++++ DATA FOR THIS TASK
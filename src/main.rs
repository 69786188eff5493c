//! Stampede Shield CLI
//!
//! Crowd-crush risk fusion engine for instrumented corridors.

use chrono::Utc;
use clap::{Parser, Subcommand};
use stampede_shield::{
    config::Config,
    core::{AlertLevel, Baseline},
    engine::Engine,
    firmware::{AlertBroadcaster, UdpAlertPublisher},
    ingest::UdpIngress,
    runtime::{EngineHandle, RuntimeOptions},
    simulation::{self, Scenario},
    stats::create_shared_stats_with_persistence,
    ADVISORY_NOTICE, VERSION,
};
use std::path::{Path, PathBuf};
use std::sync::atomic::{AtomicBool, Ordering};
use std::sync::Arc;
use std::thread;
use std::time::Duration;
use tokio::sync::broadcast::error::TryRecvError;
use tokio::sync::oneshot;

#[cfg(feature = "server")]
use stampede_shield::server::{self, ServerConfig};

#[derive(Parser)]
#[command(name = "stampede-shield")]
#[command(version = VERSION)]
#[command(about = "Crowd-crush risk fusion engine", long_about = None)]
struct Cli {
    /// Configuration file (defaults to the platform config directory)
    #[arg(long, global = true)]
    config: Option<PathBuf>,

    #[command(subcommand)]
    command: Commands,
}

#[derive(Subcommand)]
enum Commands {
    /// Run the engine with UDP ingress and the dashboard API
    Run {
        /// UDP port for node readings
        #[arg(long)]
        udp_port: Option<u16>,

        /// HTTP port for the dashboard API
        #[arg(long)]
        http_port: Option<u16>,

        /// Tick interval in milliseconds
        #[arg(long)]
        tick_ms: Option<u64>,

        /// Do not send alert levels back to the nodes
        #[arg(long)]
        no_firmware: bool,
    },

    /// Replay a synthetic scenario through a fresh engine
    Simulate {
        /// Scenario: empty, normal, building, surge or obstruction
        #[arg(long, default_value = "building")]
        scenario: Scenario,

        /// Number of ticks to run
        #[arg(long, default_value = "200")]
        ticks: u64,

        /// Print every snapshot as JSON lines instead of a summary
        #[arg(long)]
        json: bool,
    },

    /// Validate the configuration and exit
    Check,

    /// Show the effective configuration
    Config,

    /// Display the operator advisory
    Advisory,
}

fn main() {
    let cli = Cli::parse();

    match cli.command {
        Commands::Run {
            udp_port,
            http_port,
            tick_ms,
            no_firmware,
        } => {
            cmd_run(cli.config.as_deref(), udp_port, http_port, tick_ms, no_firmware);
        }
        Commands::Simulate {
            scenario,
            ticks,
            json,
        } => {
            cmd_simulate(cli.config.as_deref(), scenario, ticks, json);
        }
        Commands::Check => {
            cmd_check(cli.config.as_deref());
        }
        Commands::Config => {
            cmd_config(cli.config.as_deref());
        }
        Commands::Advisory => {
            println!("{ADVISORY_NOTICE}");
        }
    }
}

fn init_tracing() {
    tracing_subscriber::fmt()
        .with_env_filter(
            tracing_subscriber::EnvFilter::try_from_default_env()
                .unwrap_or_else(|_| "info".into()),
        )
        .init();
}

/// Load the configuration or exit with a readable message.
fn load_config(path: Option<&Path>) -> Config {
    let result = match path {
        Some(p) => Config::load_from(p),
        None => Config::load(),
    };
    match result {
        Ok(config) => config,
        Err(e) => {
            eprintln!("Error loading configuration: {e}");
            std::process::exit(1);
        }
    }
}

/// Replace the port of a `host:port` bind string.
fn with_port(bind: &str, port: u16) -> String {
    match bind.rsplit_once(':') {
        Some((host, _)) => format!("{host}:{port}"),
        None => format!("{bind}:{port}"),
    }
}

fn cmd_run(
    config_path: Option<&Path>,
    udp_port: Option<u16>,
    http_port: Option<u16>,
    tick_ms: Option<u64>,
    no_firmware: bool,
) {
    init_tracing();
    println!("Stampede Shield v{VERSION}");
    println!("{ADVISORY_NOTICE}");

    let mut config = load_config(config_path);
    if let Some(port) = udp_port {
        config.network.udp_bind = with_port(&config.network.udp_bind, port);
    }
    if let Some(port) = http_port {
        config.network.http_bind = with_port(&config.network.http_bind, port);
    }
    if let Some(ms) = tick_ms {
        config.engine.tick_interval = Duration::from_millis(ms);
    }
    if no_firmware {
        config.network.firmware_command_addr = None;
    }

    if let Err(e) = config.validate() {
        eprintln!("Error: {e}");
        eprintln!("Refusing to start. Run 'stampede-shield check' for details.");
        std::process::exit(1);
    }
    if let Err(e) = config.ensure_directories() {
        eprintln!("Warning: Could not create directories: {e}");
    }

    let stats = create_shared_stats_with_persistence(config.data_path.join("stats.json"));

    let broadcaster = match config.network.firmware_command_addr.as_deref() {
        Some(addr) => match UdpAlertPublisher::new(addr) {
            Ok(publisher) => {
                println!("  Alert commands: {}", publisher.target());
                Some(AlertBroadcaster::new(
                    Box::new(publisher),
                    config.network.rebroadcast_ticks,
                ))
            }
            Err(e) => {
                eprintln!("Warning: Alert commands disabled: {e}");
                None
            }
        },
        None => {
            println!("  Alert commands: disabled");
            None
        }
    };

    let mut engine = match Engine::new(config.engine.clone()) {
        Ok(engine) => engine,
        Err(e) => {
            eprintln!("Error: {e}");
            std::process::exit(1);
        }
    };
    println!("Instance ID: {}", engine.instance_id());
    println!("  Tick interval: {}ms", config.engine.tick_interval.as_millis());

    let baseline_path = config.data_path.join("calibration.json");
    match Baseline::load(&baseline_path) {
        Ok(Some(baseline)) => match engine.restore_baseline(baseline) {
            Ok(()) => println!("  Calibration: restored from {}", baseline_path.display()),
            Err(e) => eprintln!("Warning: Ignoring saved calibration: {e}"),
        },
        Ok(None) => println!("  Calibration: automatic from the first microphone samples"),
        Err(e) => eprintln!("Warning: Could not read saved calibration: {e}"),
    }

    let handle = match EngineHandle::spawn(
        engine,
        RuntimeOptions {
            queue_capacity: config.network.queue_capacity,
            stats: stats.clone(),
            broadcaster,
            baseline_path: Some(baseline_path),
        },
    ) {
        Ok(handle) => handle,
        Err(e) => {
            eprintln!("Error starting engine thread: {e}");
            std::process::exit(1);
        }
    };

    let rt = match tokio::runtime::Runtime::new() {
        Ok(rt) => rt,
        Err(e) => {
            eprintln!("Error creating async runtime: {e}");
            std::process::exit(1);
        }
    };

    let mut shutdowns: Vec<oneshot::Sender<()>> = Vec::new();

    let udp = rt.block_on(UdpIngress::bind(&config.network.udp_bind));
    match udp {
        Ok(ingress) => {
            if let Ok(addr) = ingress.local_addr() {
                println!("  UDP ingress: {addr}");
            }
            let (tx, rx) = oneshot::channel();
            rt.spawn(ingress.run(handle.client(), rx));
            shutdowns.push(tx);
        }
        Err(e) => {
            eprintln!("Error binding UDP {}: {e}", config.network.udp_bind);
            std::process::exit(1);
        }
    }

    #[cfg(feature = "server")]
    {
        let bind = match config.network.http_bind.parse() {
            Ok(addr) => addr,
            Err(e) => {
                eprintln!("Error: invalid http_bind {}: {e}", config.network.http_bind);
                std::process::exit(1);
            }
        };
        match rt.block_on(server::run(ServerConfig::new(bind), handle.client())) {
            Ok((addr, tx)) => {
                println!("  Dashboard API: http://{addr}");
                shutdowns.push(tx);
            }
            Err(e) => {
                eprintln!("Error starting dashboard API: {e}");
                std::process::exit(1);
            }
        }
    }

    #[cfg(feature = "notify")]
    if config.notify.url.is_some() {
        use stampede_shield::notify::{run_notifier, CooldownGate, WebhookNotifier};
        match WebhookNotifier::new(&config.notify) {
            Ok(notifier) => {
                println!("  Webhook notifications: {} and above", config.notify.min_level);
                let gate = CooldownGate::new(config.notify.min_level, config.notify.cooldown);
                rt.spawn(run_notifier(notifier, gate, handle.client()));
            }
            Err(e) => eprintln!("Warning: Webhook notifications disabled: {e}"),
        }
    }

    println!();
    println!("Press Ctrl+C to stop");
    println!();

    let running = Arc::new(AtomicBool::new(true));
    ctrlc_handler(running.clone());

    let mut transitions = handle.subscribe();
    while running.load(Ordering::SeqCst) {
        match transitions.try_recv() {
            Ok(t) => {
                let marker = if t.is_escalation() { "▲" } else { "▼" };
                println!(
                    "[{}] {marker} {} -> {} (score {:.1})",
                    t.at.format("%H:%M:%S"),
                    t.from,
                    t.to,
                    t.score
                );
            }
            Err(TryRecvError::Lagged(n)) => {
                eprintln!("Warning: {n} alert transitions not shown");
            }
            Err(TryRecvError::Empty) => thread::sleep(Duration::from_millis(100)),
            Err(TryRecvError::Closed) => {
                eprintln!("Engine stopped unexpectedly");
                break;
            }
        }
    }

    println!();
    println!("Shutting down...");
    for tx in shutdowns {
        let _ = tx.send(());
    }
    let last = handle.shutdown();
    rt.shutdown_timeout(Duration::from_secs(2));

    let export_path = config.data_path.join(format!(
        "snapshot_{}.json",
        Utc::now().format("%Y%m%d_%H%M%S")
    ));
    match last.to_json() {
        Ok(json) => {
            if let Err(e) = std::fs::write(&export_path, json) {
                eprintln!("Error writing final snapshot: {e}");
            } else {
                println!("Final snapshot ({}) written to {:?}", last.alert.level, export_path);
            }
        }
        Err(e) => eprintln!("Error serializing final snapshot: {e}"),
    }

    if let Err(e) = stats.save() {
        eprintln!("Warning: Could not save statistics: {e}");
    }

    println!();
    println!("{}", stats.summary());
}

fn cmd_simulate(config_path: Option<&Path>, scenario: Scenario, ticks: u64, json: bool) {
    let config = load_config(config_path);

    let outputs = match simulation::run_scenario(config.engine.clone(), scenario, ticks, Utc::now())
    {
        Ok(outputs) => outputs,
        Err(e) => {
            eprintln!("Error: {e}");
            std::process::exit(1);
        }
    };

    if json {
        for output in &outputs {
            match serde_json::to_string(&output.snapshot) {
                Ok(line) => println!("{line}"),
                Err(e) => eprintln!("Error serializing snapshot: {e}"),
            }
        }
        return;
    }

    println!("Scenario '{scenario}' over {ticks} ticks");
    println!("=================================");
    println!();

    for output in &outputs {
        if let Some(ref t) = output.transition {
            println!(
                "  tick {:>4}: {} -> {} (score {:.1})",
                output.snapshot.sequence, t.from, t.to, t.score
            );
        }
    }

    let peak = outputs
        .iter()
        .map(|o| o.snapshot.alert.level)
        .max()
        .unwrap_or(AlertLevel::Safe);
    let Some(last) = outputs.last().map(|o| &o.snapshot) else {
        println!("No ticks run.");
        return;
    };

    println!();
    println!("Peak level: {peak}");
    println!(
        "Final: {} | CPI {:.1} | confidence {:.0}%",
        last.alert.level, last.cpi.value, last.cpi.confidence
    );
    for (id, zone) in &last.zones {
        println!(
            "  {:<6} {:<7} {:<13} density {:>5.1} motion {:>5.1}",
            id.to_string(),
            zone.status.to_string(),
            zone.detection_type.to_string(),
            zone.density,
            zone.motion
        );
    }
    if !last.actions.is_empty() {
        println!();
        println!("Recommended actions:");
        for action in &last.actions {
            println!("  [{}] {}: {}", action.priority, action.action, action.reason);
        }
    }
}

fn cmd_check(config_path: Option<&Path>) {
    let path = config_path
        .map(Path::to_path_buf)
        .unwrap_or_else(Config::config_path);
    let config = load_config(Some(&path));

    println!("Checking {:?}", path);
    if !path.exists() {
        println!("  (file not found, checking defaults)");
    }

    match config.validate() {
        Ok(()) => {
            println!("Configuration OK ✓");
            println!("  Zones: {}", config.engine.zones.len());
            println!(
                "  Nodes: {}",
                config.engine.zones.iter().map(|z| z.nodes.len()).sum::<usize>()
            );
            println!("  Weight sum: {:.2}", config.engine.composite.weights.sum());
        }
        Err(e) => {
            eprintln!("Configuration invalid ✗");
            eprintln!("  {e}");
            std::process::exit(1);
        }
    }
}

fn cmd_config(config_path: Option<&Path>) {
    let config = load_config(config_path);

    println!("Configuration");
    println!("=============");
    println!();
    println!(
        "Config file: {:?}",
        config_path
            .map(Path::to_path_buf)
            .unwrap_or_else(Config::config_path)
    );
    println!();
    println!(
        "{}",
        serde_json::to_string_pretty(&config).unwrap_or_else(|_| "Error".to_string())
    );
}

/// Set up Ctrl+C handler.
fn ctrlc_handler(running: Arc<AtomicBool>) {
    if let Err(e) = ctrlc::set_handler(move || {
        running.store(false, Ordering::SeqCst);
    }) {
        eprintln!("Warning: Could not set Ctrl+C handler: {e}");
    }
}

#[cfg(test)]
mod tests {
    use super::*;

    #[test]
    fn test_with_port() {
        assert_eq!(with_port("0.0.0.0:4444", 5000), "0.0.0.0:5000");
        assert_eq!(with_port("[::1]:8000", 9000), "[::1]:9000");
        assert_eq!(with_port("localhost", 80), "localhost:80");
    }

    #[test]
    fn test_cli_parses_simulate() {
        let cli = Cli::parse_from([
            "stampede-shield",
            "simulate",
            "--scenario",
            "surge",
            "--ticks",
            "10",
        ]);
        match cli.command {
            Commands::Simulate { scenario, ticks, .. } => {
                assert_eq!(scenario, Scenario::Surge);
                assert_eq!(ticks, 10);
            }
            _ => panic!("expected simulate"),
        }
    }
}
++++++++
Working from the records above, write out verbatim only the lines from the line containing "Replace the port" through the line containing "if let Err(e) = config.validate()".

/// Replace the port of a `host:port` bind string.
fn with_port(bind: &str, port: u16) -> String {
    match bind.rsplit_once(':') {
        Some((host, _)) => format!("{host}:{port}"),
        None => format!("{bind}:{port}"),
    }
}

fn cmd_run(
    config_path: Option<&Path>,
    udp_port: Option<u16>,
    http_port: Option<u16>,
    tick_ms: Option<u64>,
    no_firmware: bool,
) {
    init_tracing();
    println!("Stampede Shield v{VERSION}");
    println!("{ADVISORY_NOTICE}");

    let mut config = load_config(config_path);
    if let Some(port) = udp_port {
        config.network.udp_bind = with_port(&config.network.udp_bind, port);
    }
    if let Some(port) = http_port {
        config.network.http_bind = with_port(&config.network.http_bind, port);
    }
    if let Some(ms) = tick_ms {
        config.engine.tick_interval = Duration::from_millis(ms);
    }
    if no_firmware {
        config.network.firmware_command_addr = None;
    }

    if let Err(e) = config.validate() {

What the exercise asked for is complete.